Now, you may be thinking: this "CSV" stuff looks pretty simple, I can just put a bunch of commas between some strings and get the same result. While that's true for this simple example, CSV has some trickiness when your values include special characters like commas, quotes, and newlines, or when two different programs have slightly different ways of representing those special characters. The csv
module handles this trickiness for you. It also has some helpers for reading and writing dictionaries instead of lists (see DictReader
and DictWriter
), including automatic handling of a "header" row.
Python is very useful as a systems language because it allows you to easily plug different programs together. Some people call it a "glue" language for this reason. One common way Python is integrated into other systems is by calling other executables as you would on the command line.

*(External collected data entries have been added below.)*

use super::frame::FrameHeader;
use byteorder::{LittleEndian, WriteBytesExt};
use std::fmt;
use std::io::{self, Write};

//===========================================================================//

/// Binary monitor message types.
#[derive(Clone, Copy, Debug, Eq, Hash, PartialEq)]
pub enum MessageType {
    /// Read memory.
    MemoryGet,
    /// Write memory.
    MemorySet,
    /// Get one checkpoint; also the type of every checkpoint record,
    /// including unsolicited checkpoint hits.
    CheckpointGet,
    /// Create a checkpoint.
    CheckpointSet,
    /// Delete a checkpoint.
    CheckpointDelete,
    /// List all checkpoints.
    CheckpointList,
    /// Enable or disable a checkpoint.
    CheckpointToggle,
    /// Read registers.
    RegistersGet,
    /// Write registers.
    RegistersSet,
    /// Execute a number of instructions.
    AdvanceInstructions,
    /// Type text on the emulated keyboard.
    KeyboardFeed,
    /// Run until the current subroutine returns.
    ExecuteUntilReturn,
    /// No-op round trip.
    Ping,
    /// List memory banks.
    BanksAvailable,
    /// List registers.
    RegistersAvailable,
    /// Unsolicited: the CPU jammed.
    Jam,
    /// Unsolicited: the emulator entered the monitor.
    Stopped,
    /// Unsolicited: the emulator resumed.
    Resumed,
    /// Leave the monitor and resume emulation.
    Exit,
    /// Quit the emulator.
    Quit,
    /// Reset the machine.
    Reset,
    /// Load and optionally run a program.
    Autostart,
}

impl MessageType {
    const ALL: [MessageType; 22] = [
        MessageType::MemoryGet,
        MessageType::MemorySet,
        MessageType::CheckpointGet,
        MessageType::CheckpointSet,
        MessageType::CheckpointDelete,
        MessageType::CheckpointList,
        MessageType::CheckpointToggle,
        MessageType::RegistersGet,
        MessageType::RegistersSet,
        MessageType::AdvanceInstructions,
        MessageType::KeyboardFeed,
        MessageType::ExecuteUntilReturn,
        MessageType::Ping,
        MessageType::BanksAvailable,
        MessageType::RegistersAvailable,
        MessageType::Jam,
        MessageType::Stopped,
        MessageType::Resumed,
        MessageType::Exit,
        MessageType::Quit,
        MessageType::Reset,
        MessageType::Autostart,
    ];

    /// Returns the one-byte wire code.
    pub fn code(self) -> u8 {
        match self {
            MessageType::MemoryGet => 0x01,
            MessageType::MemorySet => 0x02,
            MessageType::CheckpointGet => 0x11,
            MessageType::CheckpointSet => 0x12,
            MessageType::CheckpointDelete => 0x13,
            MessageType::CheckpointList => 0x14,
            MessageType::CheckpointToggle => 0x15,
            MessageType::RegistersGet => 0x31,
            MessageType::RegistersSet => 0x32,
            MessageType::AdvanceInstructions => 0x71,
            MessageType::KeyboardFeed => 0x72,
            MessageType::ExecuteUntilReturn => 0x73,
            MessageType::Ping => 0x81,
            MessageType::BanksAvailable => 0x82,
            MessageType::RegistersAvailable => 0x83,
            MessageType::Jam => 0x61,
            MessageType::Stopped => 0x62,
            MessageType::Resumed => 0x63,
            MessageType::Exit => 0xaa,
            MessageType::Quit => 0xbb,
            MessageType::Reset => 0xcc,
            MessageType::Autostart => 0xdd,
        }
    }

    /// Looks up a wire code.
    pub fn from_code(code: u8) -> Option<MessageType> {
        MessageType::ALL.into_iter().find(|ty| ty.code() == code)
    }
}

impl fmt::Display for MessageType {
    fn fmt(&self, formatter: &mut fmt::Formatter) -> fmt::Result {
        write!(formatter, "{:?} (0x{:02x})", self, self.code())
    }
}

//===========================================================================//

/// Checkpoint trigger operations (a bit set).
pub const CHECKPOINT_OP_LOAD: u8 = 0x01;
/// See [`CHECKPOINT_OP_LOAD`].
pub const CHECKPOINT_OP_STORE: u8 = 0x02;
/// See [`CHECKPOINT_OP_LOAD`].
pub const CHECKPOINT_OP_EXEC: u8 = 0x04;

/// The main CPU memory space.
pub const MEMSPACE_MAIN: u8 = 0x00;

//===========================================================================//

/// A request to the binary monitor.
#[derive(Clone, Debug, Eq, PartialEq)]
pub enum Command {
    /// Read `start..=end`.
    MemoryGet {
        /// Whether the read may trigger I/O side effects.
        side_effects: bool,
        /// First address.
        start: u16,
        /// Last address (inclusive).
        end: u16,
        /// Memory space.
        memspace: u8,
        /// Bank id.
        bank: u16,
    },
    /// Write `data` starting at `start`.
    MemorySet {
        /// Whether the write may trigger I/O side effects.
        side_effects: bool,
        /// First address.
        start: u16,
        /// Memory space.
        memspace: u8,
        /// Bank id.
        bank: u16,
        /// Bytes to write; must not be empty.
        data: Vec<u8>,
    },
    /// Fetch one checkpoint.
    CheckpointGet(u32),
    /// Create a checkpoint.
    CheckpointSet {
        /// First address.
        start: u16,
        /// Last address (inclusive).
        end: u16,
        /// Whether hitting it enters the monitor.
        stop_when_hit: bool,
        /// Whether it starts enabled.
        enabled: bool,
        /// Trigger operations, e.g. [`CHECKPOINT_OP_EXEC`].
        operation: u8,
        /// Whether it deletes itself after the first hit.
        temporary: bool,
    },
    /// Delete a checkpoint.
    CheckpointDelete(u32),
    /// List every checkpoint.
    CheckpointList,
    /// Enable or disable a checkpoint.
    CheckpointToggle {
        /// The checkpoint.
        id: u32,
        /// New state.
        enabled: bool,
    },
    /// Read all registers of a memory space.
    RegistersGet {
        /// Memory space.
        memspace: u8,
    },
    /// Write registers, given as (register id, value) pairs.
    RegistersSet {
        /// Memory space.
        memspace: u8,
        /// Registers to write.
        values: Vec<(u8, u16)>,
    },
    /// Execute `count` instructions.
    AdvanceInstructions {
        /// Treat subroutine calls as one instruction.
        step_over: bool,
        /// Instructions to execute.
        count: u16,
    },
    /// Type PETSCII text.
    KeyboardFeed(Vec<u8>),
    /// Run until the current subroutine returns.
    ExecuteUntilReturn,
    /// Round trip.
    Ping,
    /// List memory banks.
    BanksAvailable,
    /// List registers of a memory space.
    RegistersAvailable {
        /// Memory space.
        memspace: u8,
    },
    /// Resume emulation.
    Exit,
    /// Quit the emulator.
    Quit,
    /// Reset the machine.
    Reset {
        /// Hard (power cycle) rather than soft reset.
        hard: bool,
    },
    /// Load a file from the host, optionally running it.
    Autostart {
        /// Run after loading.
        run: bool,
        /// File index within a disk image.
        index: u16,
        /// Host file name.
        filename: String,
    },
}

impl Command {
    /// Returns this command's message type.
    pub fn message_type(&self) -> MessageType {
        match self {
            Command::MemoryGet { .. } => MessageType::MemoryGet,
            Command::MemorySet { .. } => MessageType::MemorySet,
            Command::CheckpointGet(_) => MessageType::CheckpointGet,
            Command::CheckpointSet { .. } => MessageType::CheckpointSet,
            Command::CheckpointDelete(_) => MessageType::CheckpointDelete,
            Command::CheckpointList => MessageType::CheckpointList,
            Command::CheckpointToggle { .. } => MessageType::CheckpointToggle,
            Command::RegistersGet { .. } => MessageType::RegistersGet,
            Command::RegistersSet { .. } => MessageType::RegistersSet,
            Command::AdvanceInstructions { .. } => {
                MessageType::AdvanceInstructions
            }
            Command::KeyboardFeed(_) => MessageType::KeyboardFeed,
            Command::ExecuteUntilReturn => MessageType::ExecuteUntilReturn,
            Command::Ping => MessageType::Ping,
            Command::BanksAvailable => MessageType::BanksAvailable,
            Command::RegistersAvailable { .. } => {
                MessageType::RegistersAvailable
            }
            Command::Exit => MessageType::Exit,
            Command::Quit => MessageType::Quit,
            Command::Reset { .. } => MessageType::Reset,
            Command::Autostart { .. } => MessageType::Autostart,
        }
    }

    /// Writes this command's body.
    pub fn write_body<W: Write>(&self, writer: &mut W) -> io::Result<()> {
        match self {
            Command::MemoryGet { side_effects, start, end, memspace, bank } => {
                writer.write_u8(*side_effects as u8)?;
                writer.write_u16::<LittleEndian>(*start)?;
                writer.write_u16::<LittleEndian>(*end)?;
                writer.write_u8(*memspace)?;
                writer.write_u16::<LittleEndian>(*bank)?;
            }
            Command::MemorySet { side_effects, start, memspace, bank, data } => {
                let Some(last) = data.len().checked_sub(1) else {
                    return Err(invalid_input("memory set with no data"));
                };
                let end = u16::try_from(usize::from(*start) + last)
                    .map_err(|_| invalid_input("memory set past $ffff"))?;
                writer.write_u8(*side_effects as u8)?;
                writer.write_u16::<LittleEndian>(*start)?;
                writer.write_u16::<LittleEndian>(end)?;
                writer.write_u8(*memspace)?;
                writer.write_u16::<LittleEndian>(*bank)?;
                writer.write_all(data)?;
            }
            Command::CheckpointGet(id) | Command::CheckpointDelete(id) => {
                writer.write_u32::<LittleEndian>(*id)?;
            }
            Command::CheckpointSet {
                start,
                end,
                stop_when_hit,
                enabled,
                operation,
                temporary,
            } => {
                writer.write_u16::<LittleEndian>(*start)?;
                writer.write_u16::<LittleEndian>(*end)?;
                writer.write_u8(*stop_when_hit as u8)?;
                writer.write_u8(*enabled as u8)?;
                writer.write_u8(*operation)?;
                writer.write_u8(*temporary as u8)?;
                writer.write_u8(MEMSPACE_MAIN)?;
            }
            Command::CheckpointToggle { id, enabled } => {
                writer.write_u32::<LittleEndian>(*id)?;
                writer.write_u8(*enabled as u8)?;
            }
            Command::RegistersGet { memspace }
            | Command::RegistersAvailable { memspace } => {
                writer.write_u8(*memspace)?;
            }
            Command::RegistersSet { memspace, values } => {
                let count = u16::try_from(values.len())
                    .map_err(|_| invalid_input("too many registers"))?;
                writer.write_u8(*memspace)?;
                writer.write_u16::<LittleEndian>(count)?;
                for &(id, value) in values {
                    writer.write_u8(3)?; // item size, excluding this byte
                    writer.write_u8(id)?;
                    writer.write_u16::<LittleEndian>(value)?;
                }
            }
            Command::AdvanceInstructions { step_over, count } => {
                writer.write_u8(*step_over as u8)?;
                writer.write_u16::<LittleEndian>(*count)?;
            }
            Command::KeyboardFeed(text) => {
                write_short_bytes(writer, text)?;
            }
            Command::Reset { hard } => {
                writer.write_u8(*hard as u8)?;
            }
            Command::Autostart { run, index, filename } => {
                writer.write_u8(*run as u8)?;
                writer.write_u16::<LittleEndian>(*index)?;
                write_short_bytes(writer, filename.as_bytes())?;
            }
            Command::CheckpointList
            | Command::ExecuteUntilReturn
            | Command::Ping
            | Command::BanksAvailable
            | Command::Exit
            | Command::Quit => {}
        }
        Ok(())
    }

    /// Serializes this command as a complete request message.
    pub fn encode(&self, request_id: u32) -> io::Result<Vec<u8>> {
        let mut body = Vec::new();
        self.write_body(&mut body)?;
        let header = FrameHeader {
            body_len: body.len() as u32,
            message_type: self.message_type().code(),
            error: 0,
            request_id,
        };
        let mut bytes = Vec::with_capacity(super::frame::HEADER_LEN + body.len());
        header.write_to(&mut bytes)?;
        bytes.extend_from_slice(&body);
        Ok(bytes)
    }
}

fn write_short_bytes<W: Write>(writer: &mut W, bytes: &[u8]) -> io::Result<()> {
    let len = u8::try_from(bytes.len())
        .map_err(|_| invalid_input("string longer than 255 bytes"))?;
    writer.write_u8(len)?;
    writer.write_all(bytes)
}

fn invalid_input(message: &str) -> io::Error {
    io::Error::new(io::ErrorKind::InvalidInput, message)
}

//===========================================================================//


//===========================================================================//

First, a historical note. Over the years, Python has picked up about a dozen different ways to call other programs (os.system
, commands.getoutput
, popen
, popen2
, popen3
, popen4
, ...). You can mostly ignore all these methods and focus on the subprocess
module, which is the newest method and mostly covers all of the old ways with a more modern interface.
Let's look at some basic usage of subprocess
. For these examples I will be using two commands: git
for cloning a git repo, and the unix ls
command for printing a list of files. Let's first run them from the command line to see what they do:
$ git clone https://gist.github.com/0201a10fecff25ae0a12.git ex3
Cloning into 'ex3'...
remote: Counting objects: 15, done.
remote: Compressing objects: 100% (14/14), done.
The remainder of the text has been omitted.